[PATCH] AARCH64_BE load/store rules fix for ARM ABI

Thu Mar 13 02:52:07 PDT 2014

Hi Jiangning,

> I don't this is a good example to illustrate the bad consequence. For this
> case, we would always have correct result for little-endian, right?

All of these instructions are equivalent (up to alignment faults) on
little-endian. If the data is retrieved then the semantics of ldr and
all ld1 instructions are identical so none of it matters.

> And for big-endian, the semantic should be guaranteed by the programmer, so
> I would treat it as invalid code, and programmer intends to mixing/casting
> the alignment. If programmer wants to have a 'stable' result for both
> 'inline' and 'non-inline', she/he should not explicitly write alignment like
> this.

I don't think we can unilaterally declare that LLVM IR to be invalid.
It has well-defined semantics (the result must be the lowest-addressed
element of @var) that we can't guarantee if we mix ld1 (except the .8b
and .16b variants) with ldr instructions.

> If this is generated by auto-vectorizer, I would expect the action of
> storing data into that var uses st1, then the 'var with alignment 8' would
> be transparent, I mean if only we always use ld1/st1 in pair, we would not
> have issue.

That's certainly an approach (one I favoured until recently). It would
be more friendly to LLVM's expectations, but harder for the AAPCS. I
believe for that to work bitcasts would have to become non-trivial,
and be inserted at all function-call boundaries involving vectors. For
example (illustrating function calls):

    declare void @foo(<4 x i16>)
    define void @bar(<4 x i16>* %addr) {
      %vec = load <4 x i16>* %addr
      call void @foo(<4 x i16> %vec)
      ret void
    }

The AAPCS requires us to pass %vec *as if* it had been loaded by
"ldr", so if we use "ld1 {v0.4h}" we need some kind of "rev"
instruction to reformat it before the call. Otherwise a round-trip via
GCC (for example) could produce incorrect results (say, if @foo simply
stored the vector back to %addr).

Similarly, an isolated bitcast is non-trivial:

    define void @foo(<4 x i16>* %in, <8 x i8>* %out) {
      %shortvec = load <4 x i16>* %in
      %charvec = bitcast <4 x i16> %shortvec to <8 x i8>
      store <8 x i8> %charvec, <8 x i8>* %out
      ret void
    }

Bitcast is specified in the LangRef to be equivalent to storing one
type and loading the other, so this fragment is (by definition of
bitcast) equivalent to:

    define void @foo(<4 x i16>* %in, <8 x i8>* %out) {
      %tmp = alloca <4 x i16>
      %shortvec = load <4 x i16>* %in
      store <4 x i16> %shortvec, <4 x i16>* %tmp
      %tmp.char = bitcast <4 x i16>* %tmp to <8 x i8>*
      %charvec = load <8  x i8>* %tmp.char
      store <8 x i8> %charvec, <8 x i8>* %out
      ret void
    }

Under the ld1/st1 scheme this could clearly generate code like:
     [...]
     ld1 {v0.4h}, [x0]
     st1 {v0.4h}, [sp]
     ld1 {v0.8b}, [sp]
     st1 {v0.8b}, [x1]
     [...]

If you want to go back to the original bitcast for efficiency
(skipping that middle st1/ld1 pair), you'll see that the bitcast has
to be a non-trivial operation (some kind of "rev" again, I believe).

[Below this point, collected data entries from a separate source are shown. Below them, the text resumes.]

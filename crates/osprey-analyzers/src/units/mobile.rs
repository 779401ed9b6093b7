use crate::fetch::PageFetcher;
use async_trait::async_trait;
use lazy_static::lazy_static;
use osprey_core::Target;
use osprey_core::analyzer::{Analyzer, UnitError, UnitResult};
use osprey_core::outcome::{AnalyzerData, AnalyzerKey};
use regex::Regex;
use serde_json::json;
use std::sync::Arc;

use super::{IMG_ALT_RE, IMG_RE, VIEWPORT_RE, weighted_score};

lazy_static! {
    static ref MEDIA_QUERY_RE: Regex = Regex::new(r"(?i)@media[^{]*\(").unwrap();
    static ref LANG_ATTR_RE: Regex = Regex::new(r#"(?i)<html[^>]+lang=["'][^"']+["']"#).unwrap();
    static ref ARIA_RE: Regex = Regex::new(r#"(?i)\baria-[a-z]+="#).unwrap();
    static ref SKIP_LINK_RE: Regex =
        Regex::new(r##"(?i)<a[^>]+href=["']#(main|content)["']"##).unwrap();
}

/// Mobile readiness: viewport meta, responsive CSS hints.
pub struct MobileUnit {
    fetcher: Arc<PageFetcher>,
}

impl MobileUnit {
    pub fn new(fetcher: Arc<PageFetcher>) -> Self {
        Self { fetcher }
    }
}

#[async_trait]
impl Analyzer for MobileUnit {
    fn key(&self) -> AnalyzerKey {
        AnalyzerKey::Mobile
    }

    async fn analyze(&self, target: &Target) -> UnitResult {
        let page = self
            .fetcher
            .fetch(target)
            .await
            .map_err(UnitError::connection)?;

        let viewport = VIEWPORT_RE.is_match(&page.body);
        let media_queries = MEDIA_QUERY_RE.find_iter(&page.body).count();
        let page_bytes = page.body.len() as u64;

        let score = weighted_score(&[
            (viewport, 4.0),
            (media_queries > 0, 2.0),
            (page_bytes < 1_000_000, 2.0),
        ]);

        let mut data = AnalyzerData::new();
        data.insert("viewport".to_string(), json!(viewport));
        data.insert("media_queries".to_string(), json!(media_queries));
        data.insert("page_bytes".to_string(), json!(page_bytes));
        data.insert("score".to_string(), json!(score));
        Ok(data)
    }
}

/// Accessibility hygiene visible from markup alone.
pub struct AccessibilityUnit {
    fetcher: Arc<PageFetcher>,
}

impl AccessibilityUnit {
    pub fn new(fetcher: Arc<PageFetcher>) -> Self {
        Self { fetcher }
    }
}

#[async_trait]
impl Analyzer for AccessibilityUnit {
    fn key(&self) -> AnalyzerKey {
        AnalyzerKey::Accessibility
    }

    async fn analyze(&self, target: &Target) -> UnitResult {
        let page = self
            .fetcher
            .fetch(target)
            .await
            .map_err(UnitError::connection)?;

        let images = IMG_RE.find_iter(&page.body).count();
        let images_with_alt = IMG_ALT_RE.find_iter(&page.body).count();
        let images_missing_alt = images.saturating_sub(images_with_alt);
        let lang_attr = LANG_ATTR_RE.is_match(&page.body);
        let aria_attributes = ARIA_RE.find_iter(&page.body).count();
        let skip_link = SKIP_LINK_RE.is_match(&page.body);

        let score = weighted_score(&[
            (images_missing_alt == 0, 3.0),
            (lang_attr, 2.5),
            (aria_attributes > 0, 1.5),
            (skip_link, 1.0),
        ]);

        let mut data = AnalyzerData::new();
        data.insert("images".to_string(), json!(images));
        data.insert("images_missing_alt".to_string(), json!(images_missing_alt));
        data.insert("lang_attr".to_string(), json!(lang_attr));
        data.insert("aria_attributes".to_string(), json!(aria_attributes));
        data.insert("skip_link".to_string(), json!(skip_link));
        data.insert("score".to_string(), json!(score));
        Ok(data)
    }
}
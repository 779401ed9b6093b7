use crate::{Error, Result};
use osprey_core::benchmarks::{BenchmarkTable, Industry, Percentiles};
use osprey_core::outcome::{AnalyzerData, AnalyzerKey, AuditResults};
use osprey_core::report::{Effort, Issue, QuickWin, Severity};
use serde_json::Value;
use std::collections::BTreeMap;

const MAX_ISSUES: usize = 10;
const MAX_QUICK_WINS: usize = 5;

/// Scored domain, the benchmark row it is held against, its display label,
/// and the typical effort to fix a breach.
const SCORED_DOMAINS: [(AnalyzerKey, &str, &str, Effort); 7] = [
    (AnalyzerKey::Performance, "page-speed", "Page speed", Effort::Days(2)),
    (AnalyzerKey::Seo, "seo-score", "SEO hygiene", Effort::Hours(4)),
    (AnalyzerKey::Mobile, "mobile-score", "Mobile experience", Effort::Days(2)),
    (AnalyzerKey::Security, "security-score", "Transport security", Effort::Hours(3)),
    (
        AnalyzerKey::Accessibility,
        "accessibility-score",
        "Accessibility",
        Effort::Hours(6),
    ),
    (
        AnalyzerKey::Conversion,
        "conversion-score",
        "Conversion surface",
        Effort::Days(2),
    ),
    (AnalyzerKey::Content, "content-score", "Content depth", Effort::Days(3)),
];

/// Output of the scoring pass.
#[derive(Debug, Clone, Default)]
pub struct MetricsReport {
    pub issues: Vec<Issue>,
    pub quick_wins: Vec<QuickWin>,
    pub scores: BTreeMap<String, f64>,
}

/// Derive issues and quick wins from the aggregated results.
///
/// Pure and deterministic. Missing or failed sub-maps are skipped; absence
/// of data never synthesizes an issue. A sub-map whose `score` field exists
/// but is not a finite number is a contract violation and fails the whole
/// synthesis stage.
pub fn calculate(
    results: &AuditResults,
    industry: Industry,
    benchmarks: &BenchmarkTable,
) -> Result<MetricsReport> {
    let mut report = MetricsReport::default();

    for (key, metric, label, effort) in SCORED_DOMAINS {
        let Some(data) = results.data(key) else {
            continue;
        };
        let Some(score) = scalar(data, "score", key)? else {
            continue;
        };
        report.scores.insert(key.as_str().to_string(), score);

        // No benchmark row means no threshold available, not a zero target.
        let Some(bench) = benchmarks.lookup(industry, metric) else {
            continue;
        };
        if score >= bench.p50 {
            continue;
        }

        let impact = impact_score(score, bench);
        let severity = severity_for(impact);
        let issue = Issue {
            category: key,
            severity,
            title: format!("{label} below industry median"),
            current: format!("score {score:.0}"),
            target: format!("industry median {:.0}", bench.p50),
            impact_score: impact,
            effort,
        };
        if effort.is_quick() {
            report.quick_wins.push(QuickWin {
                category: key,
                title: issue.title.clone(),
                action: format!("Raise {label} to at least the industry median"),
                impact_score: impact,
                effort,
            });
        }
        report.issues.push(issue);
    }

    if !report.scores.is_empty() {
        let overall = report.scores.values().sum::<f64>() / report.scores.len() as f64;
        report.scores.insert("overall".to_string(), overall);
    }

    report
        .issues
        .sort_by(|a, b| b.impact_score.total_cmp(&a.impact_score));
    report.issues.truncate(MAX_ISSUES);
    report
        .quick_wins
        .sort_by(|a, b| b.impact_score.total_cmp(&a.impact_score));
    report.quick_wins.truncate(MAX_QUICK_WINS);

    Ok(report)
}

/// Impact of the gap to the median, scaled by the industry spread.
fn impact_score(score: f64, bench: &Percentiles) -> f64 {
    let spread = (bench.p90 - bench.p25).max(1.0);
    (((bench.p50 - score) / spread) * 100.0).clamp(5.0, 100.0)
}

/// Severity bands follow impact, so impact-descending order is also
/// priority-rank order.
fn severity_for(impact: f64) -> Severity {
    if impact >= 75.0 {
        Severity::Critical
    } else if impact >= 50.0 {
        Severity::High
    } else if impact >= 25.0 {
        Severity::Medium
    } else {
        Severity::Low
    }
}

/// Numeric field accessor. Absent fields are skippable; present but
/// non-numeric fields break the unit's contract.
pub(crate) fn scalar(data: &AnalyzerData, field: &str, key: AnalyzerKey) -> Result<Option<f64>> {
    match data.get(field) {
        None => Ok(None),
        Some(Value::Number(n)) => match n.as_f64() {
            Some(v) if v.is_finite() => Ok(Some(v)),
            _ => Err(Error::Synthesis(format!(
                "{key} field '{field}' is not a finite number"
            ))),
        },
        Some(other) => Err(Error::Synthesis(format!(
            "{key} field '{field}' is not numeric: {other}"
        ))),
    }
}

#[cfg(test)]
mod tests {
    use super::*;
    use serde_json::json;
    use std::collections::BTreeMap;

    fn results_with_scores(scores: &[(AnalyzerKey, f64)]) -> AuditResults {
        let mut map = BTreeMap::new();
        for (key, score) in scores {
            let mut data = AnalyzerData::new();
            data.insert("score".to_string(), json!(score));
            map.insert(*key, osprey_core::outcome::AnalyzerOutcome::Ok(data));
        }
        AuditResults(map)
    }

    #[test]
    fn test_low_score_emits_issue() {
        let results = results_with_scores(&[(AnalyzerKey::Performance, 20.0)]);
        let report =
            calculate(&results, Industry::Saas, &BenchmarkTable::builtin()).unwrap();

        assert_eq!(report.issues.len(), 1);
        let issue = &report.issues[0];
        assert_eq!(issue.category, AnalyzerKey::Performance);
        assert!(issue.impact_score > 0.0 && issue.impact_score <= 100.0);
    }

    #[test]
    fn test_score_above_median_emits_nothing() {
        let results = results_with_scores(&[(AnalyzerKey::Performance, 95.0)]);
        let report =
            calculate(&results, Industry::Saas, &BenchmarkTable::builtin()).unwrap();
        assert!(report.issues.is_empty());
        assert_eq!(report.scores.get("performance"), Some(&95.0));
    }

    #[test]
    fn test_unknown_industry_without_benchmark_row_is_skipped() {
        // Scenario: no (unknown, page-speed) row exists. No issue, no error.
        let results = results_with_scores(&[(AnalyzerKey::Performance, 10.0)]);
        let report =
            calculate(&results, Industry::Unknown, &BenchmarkTable::builtin()).unwrap();
        assert!(report.issues.is_empty());
        // the score itself is still reported
        assert_eq!(report.scores.get("performance"), Some(&10.0));
    }

    #[test]
    fn test_failed_submap_is_skipped_not_zero() {
        let mut map = BTreeMap::new();
        map.insert(
            AnalyzerKey::Performance,
            osprey_core::outcome::AnalyzerOutcome::Err("timeout".to_string()),
        );
        let report = calculate(
            &AuditResults(map),
            Industry::Saas,
            &BenchmarkTable::builtin(),
        )
        .unwrap();
        assert!(report.issues.is_empty());
        assert!(report.scores.is_empty());
    }

    #[test]
    fn test_non_numeric_score_is_fatal() {
        let mut data = AnalyzerData::new();
        data.insert("score".to_string(), json!("fast"));
        let mut map = BTreeMap::new();
        map.insert(
            AnalyzerKey::Performance,
            osprey_core::outcome::AnalyzerOutcome::Ok(data),
        );
        let result = calculate(
            &AuditResults(map),
            Industry::Saas,
            &BenchmarkTable::builtin(),
        );
        assert!(matches!(result, Err(Error::Synthesis(_))));
    }

    #[test]
    fn test_issues_sorted_by_impact_and_rank() {
        let results = results_with_scores(&[
            (AnalyzerKey::Performance, 10.0),
            (AnalyzerKey::Seo, 55.0),
            (AnalyzerKey::Mobile, 30.0),
        ]);
        let report =
            calculate(&results, Industry::Saas, &BenchmarkTable::builtin()).unwrap();

        for pair in report.issues.windows(2) {
            assert!(pair[0].impact_score >= pair[1].impact_score);
            assert!(pair[0].severity.rank() <= pair[1].severity.rank());
        }
    }

    #[test]
    fn test_truncation_limits() {
        let results = results_with_scores(
            &SCORED_DOMAINS
                .iter()
                .map(|(key, _, _, _)| (*key, 5.0))
                .collect::<Vec<_>>(),
        );
        let report =
            calculate(&results, Industry::Saas, &BenchmarkTable::builtin()).unwrap();
        assert!(report.issues.len() <= MAX_ISSUES);
        assert!(report.quick_wins.len() <= MAX_QUICK_WINS);
        assert!(!report.quick_wins.is_empty());
        for win in &report.quick_wins {
            assert!(win.effort.is_quick());
        }
    }

    #[test]
    fn test_overall_score_is_mean() {
        let results = results_with_scores(&[
            (AnalyzerKey::Performance, 80.0),
            (AnalyzerKey::Seo, 60.0),
        ]);
        let report =
            calculate(&results, Industry::Saas, &BenchmarkTable::builtin()).unwrap();
        assert_eq!(report.scores.get("overall"), Some(&70.0));
    }
}
use crate::Target;
use crate::outcome::{AnalyzerKey, AnalyzerOutcome};
use std::collections::HashMap;
use std::hash::Hash;
use std::sync::Mutex;
use std::time::{Duration, Instant};

/// Shared outcome cache, keyed by `(unit, target)`. Policy at the engine
/// seam: only successful outcomes are stored, so transient failures retry
/// on the next run.
pub type ResultCache = TtlCache<(AnalyzerKey, Target), AnalyzerOutcome>;

/// Keyed store with per-entry expiry.
///
/// Reads after an entry's deadline are misses and evict the entry. Writes
/// replace the whole value, so concurrent runs never observe a torn entry.
/// Shared across runs behind an `Arc`.
pub struct TtlCache<K, V> {
    entries: Mutex<HashMap<K, CacheEntry<V>>>,
}

struct CacheEntry<V> {
    value: V,
    expires_at: Instant,
}

impl<K: Eq + Hash + Clone, V: Clone> TtlCache<K, V> {
    pub fn new() -> Self {
        Self {
            entries: Mutex::new(HashMap::new()),
        }
    }

    pub fn get(&self, key: &K) -> Option<V> {
        let mut entries = match self.entries.lock() {
            Ok(guard) => guard,
            Err(poisoned) => poisoned.into_inner(),
        };
        match entries.get(key) {
            Some(entry) if entry.expires_at > Instant::now() => Some(entry.value.clone()),
            Some(_) => {
                tracing::debug!("Evicting expired cache entry");
                entries.remove(key);
                None
            }
            None => None,
        }
    }

    pub fn insert(&self, key: K, value: V, ttl: Duration) {
        let mut entries = match self.entries.lock() {
            Ok(guard) => guard,
            Err(poisoned) => poisoned.into_inner(),
        };
        entries.insert(
            key,
            CacheEntry {
                value,
                expires_at: Instant::now() + ttl,
            },
        );
    }

    pub fn remove(&self, key: &K) {
        let mut entries = match self.entries.lock() {
            Ok(guard) => guard,
            Err(poisoned) => poisoned.into_inner(),
        };
        entries.remove(key);
    }

    /// Drop every expired entry. Callers may run this periodically; `get`
    /// already evicts lazily.
    pub fn purge_expired(&self) {
        let now = Instant::now();
        let mut entries = match self.entries.lock() {
            Ok(guard) => guard,
            Err(poisoned) => poisoned.into_inner(),
        };
        entries.retain(|_, entry| entry.expires_at > now);
    }

    pub fn len(&self) -> usize {
        match self.entries.lock() {
            Ok(guard) => guard.len(),
            Err(poisoned) => poisoned.into_inner().len(),
        }
    }

    pub fn is_empty(&self) -> bool {
        self.len() == 0
    }
}

impl<K: Eq + Hash + Clone, V: Clone> Default for TtlCache<K, V> {
    fn default() -> Self {
        Self::new()
    }
}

It can be made to work in the backend (and would isolate the
big-endian changes more, which is why I preferred it earlier), but I
suspect it will produce worse code on the whole.

> As Albrecht mentioned, maybe the solution is "The frontend must give the
> backend a totally different type for short vectors". To some extension, I
> agree with his point.

I don't think there's any need for the backend to have dual types. All
programmer-visible semantics can be represented with just one,
provided the front-end is aware of the difference. But until such
types come along in ACLE (hopefully never), we probably needn't
discuss it.

>> If we decided to support strict alignment mode efficiently, we would
>> probably want to emit an "ld1 {v0.8b}" (i.e. always use the .8b or
>> .16b version), since that's got the same semantics as ldr.
>
> It is only true for little-endian, isn't it?

I don't believe so. I think "ld1 {v0.8b}" is equivalent to "ldr d0" on
both endians (and the equivalent 16b statement).

> If we always use ldr/str for bit-endian without caring about alignment,
> 1) It would not work for non-strict mode, because the address might be
> unaligned.

Unaligned loads are already expanded to support strict mode. Try compiling this:

    define <4 x i16> @foo(<4 x i16>* %addr) {
      %val = load < 4 x i16>* %addr, align 2
      ret <4 x i16> %val
    }

As part of the optimisation to make that more efficient, the
programmer would have to be wary of endian issues. It could be done in
either scheme, of course.

> 2) The data may come from a real array of elements rather than HVA, and the
> semantic of using ldr/str is conflict with the end-user's definition,

I don't believe so. Clang will generate array accesses as scalar
operations. The vectorizer may transform them, but only into
well-specifier LLVM IR. How we implement that is our choice, and we
can use either ld1 or ldr. Do you have a counter-example?

Basically, I think we can pick whatever in-register format we want,
and still comply with both IR semantics and the AAPCS.

But we *must* be consistent about it everywhere. Saying some vectors
will get loaded with "ldr" and others with "ld1" (except .8b/.16b) is
a recipe for disaster.

Cheers.

Tim.